* _Assignment_
Say the number of lines holding the word "pairs" in the data, and leave out everything else.

*** Data for processing Section Begins ***

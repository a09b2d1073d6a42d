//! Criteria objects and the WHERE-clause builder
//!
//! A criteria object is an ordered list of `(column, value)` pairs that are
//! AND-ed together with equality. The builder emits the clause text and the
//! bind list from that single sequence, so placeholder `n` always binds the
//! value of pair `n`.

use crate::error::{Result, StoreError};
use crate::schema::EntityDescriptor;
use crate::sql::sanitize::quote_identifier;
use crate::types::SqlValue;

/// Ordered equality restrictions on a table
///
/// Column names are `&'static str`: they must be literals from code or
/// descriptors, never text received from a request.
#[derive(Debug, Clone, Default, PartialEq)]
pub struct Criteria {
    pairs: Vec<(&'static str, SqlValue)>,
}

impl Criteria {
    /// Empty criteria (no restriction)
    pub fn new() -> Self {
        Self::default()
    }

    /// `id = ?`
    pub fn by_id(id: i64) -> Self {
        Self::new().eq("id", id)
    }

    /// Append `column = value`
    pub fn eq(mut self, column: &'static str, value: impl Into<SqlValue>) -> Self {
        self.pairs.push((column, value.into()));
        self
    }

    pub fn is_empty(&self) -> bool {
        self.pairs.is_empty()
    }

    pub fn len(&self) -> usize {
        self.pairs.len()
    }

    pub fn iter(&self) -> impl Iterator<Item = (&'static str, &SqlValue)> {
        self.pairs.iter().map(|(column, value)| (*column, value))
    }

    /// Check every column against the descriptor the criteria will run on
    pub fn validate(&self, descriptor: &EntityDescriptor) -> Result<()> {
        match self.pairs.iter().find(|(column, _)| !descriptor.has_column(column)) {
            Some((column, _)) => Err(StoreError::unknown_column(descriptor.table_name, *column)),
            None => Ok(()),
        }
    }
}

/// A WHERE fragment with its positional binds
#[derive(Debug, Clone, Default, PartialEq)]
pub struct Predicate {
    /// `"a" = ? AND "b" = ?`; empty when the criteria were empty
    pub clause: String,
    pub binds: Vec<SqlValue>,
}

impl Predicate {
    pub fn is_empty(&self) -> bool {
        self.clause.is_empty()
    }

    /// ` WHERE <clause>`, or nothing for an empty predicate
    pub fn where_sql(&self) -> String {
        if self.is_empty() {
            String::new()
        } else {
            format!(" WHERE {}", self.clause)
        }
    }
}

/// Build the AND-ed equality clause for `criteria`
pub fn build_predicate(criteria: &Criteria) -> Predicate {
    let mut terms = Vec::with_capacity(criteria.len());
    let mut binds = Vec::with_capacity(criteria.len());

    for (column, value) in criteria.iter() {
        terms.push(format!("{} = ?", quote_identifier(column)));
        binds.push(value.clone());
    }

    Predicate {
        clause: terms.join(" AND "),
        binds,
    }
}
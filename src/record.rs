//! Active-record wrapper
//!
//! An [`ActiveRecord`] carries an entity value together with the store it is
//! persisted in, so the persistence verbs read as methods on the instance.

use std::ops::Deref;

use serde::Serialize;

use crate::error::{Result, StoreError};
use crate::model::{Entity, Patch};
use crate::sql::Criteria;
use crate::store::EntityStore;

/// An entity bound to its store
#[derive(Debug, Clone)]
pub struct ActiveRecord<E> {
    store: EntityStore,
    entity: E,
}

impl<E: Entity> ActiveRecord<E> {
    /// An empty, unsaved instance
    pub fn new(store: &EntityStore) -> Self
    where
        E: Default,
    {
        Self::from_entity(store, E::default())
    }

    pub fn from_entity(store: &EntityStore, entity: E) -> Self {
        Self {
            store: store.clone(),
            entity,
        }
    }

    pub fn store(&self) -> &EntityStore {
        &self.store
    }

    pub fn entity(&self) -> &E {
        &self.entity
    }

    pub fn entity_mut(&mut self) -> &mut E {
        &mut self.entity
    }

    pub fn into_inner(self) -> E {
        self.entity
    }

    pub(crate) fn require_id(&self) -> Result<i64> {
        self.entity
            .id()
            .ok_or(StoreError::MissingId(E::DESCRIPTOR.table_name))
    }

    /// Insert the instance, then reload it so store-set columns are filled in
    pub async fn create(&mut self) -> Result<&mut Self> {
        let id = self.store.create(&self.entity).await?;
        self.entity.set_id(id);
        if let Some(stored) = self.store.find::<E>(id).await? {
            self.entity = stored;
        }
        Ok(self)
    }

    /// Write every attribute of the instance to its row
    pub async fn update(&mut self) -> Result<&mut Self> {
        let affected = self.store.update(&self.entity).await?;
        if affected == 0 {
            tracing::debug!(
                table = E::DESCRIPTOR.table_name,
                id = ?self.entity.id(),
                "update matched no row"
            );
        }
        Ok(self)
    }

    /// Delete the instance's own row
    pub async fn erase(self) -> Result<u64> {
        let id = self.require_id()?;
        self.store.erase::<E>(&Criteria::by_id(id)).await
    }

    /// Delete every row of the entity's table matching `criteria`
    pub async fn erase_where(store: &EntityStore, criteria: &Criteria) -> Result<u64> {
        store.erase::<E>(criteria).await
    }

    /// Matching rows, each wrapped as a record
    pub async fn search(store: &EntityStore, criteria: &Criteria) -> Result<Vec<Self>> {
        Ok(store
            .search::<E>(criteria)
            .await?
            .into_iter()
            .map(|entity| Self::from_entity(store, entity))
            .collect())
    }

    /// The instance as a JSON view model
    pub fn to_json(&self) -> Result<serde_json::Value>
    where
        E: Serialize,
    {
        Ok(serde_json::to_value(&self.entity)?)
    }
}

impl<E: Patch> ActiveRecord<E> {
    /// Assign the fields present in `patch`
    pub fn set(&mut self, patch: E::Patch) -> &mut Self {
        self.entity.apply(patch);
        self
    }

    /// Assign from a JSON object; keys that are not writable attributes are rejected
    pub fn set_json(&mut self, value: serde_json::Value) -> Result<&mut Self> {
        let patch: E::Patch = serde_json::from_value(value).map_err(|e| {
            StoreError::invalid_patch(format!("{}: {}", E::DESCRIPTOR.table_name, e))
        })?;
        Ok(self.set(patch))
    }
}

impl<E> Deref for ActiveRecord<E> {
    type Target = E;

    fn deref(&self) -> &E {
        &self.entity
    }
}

*** Data for processing Section Ends ***

* _Solution to this task_
7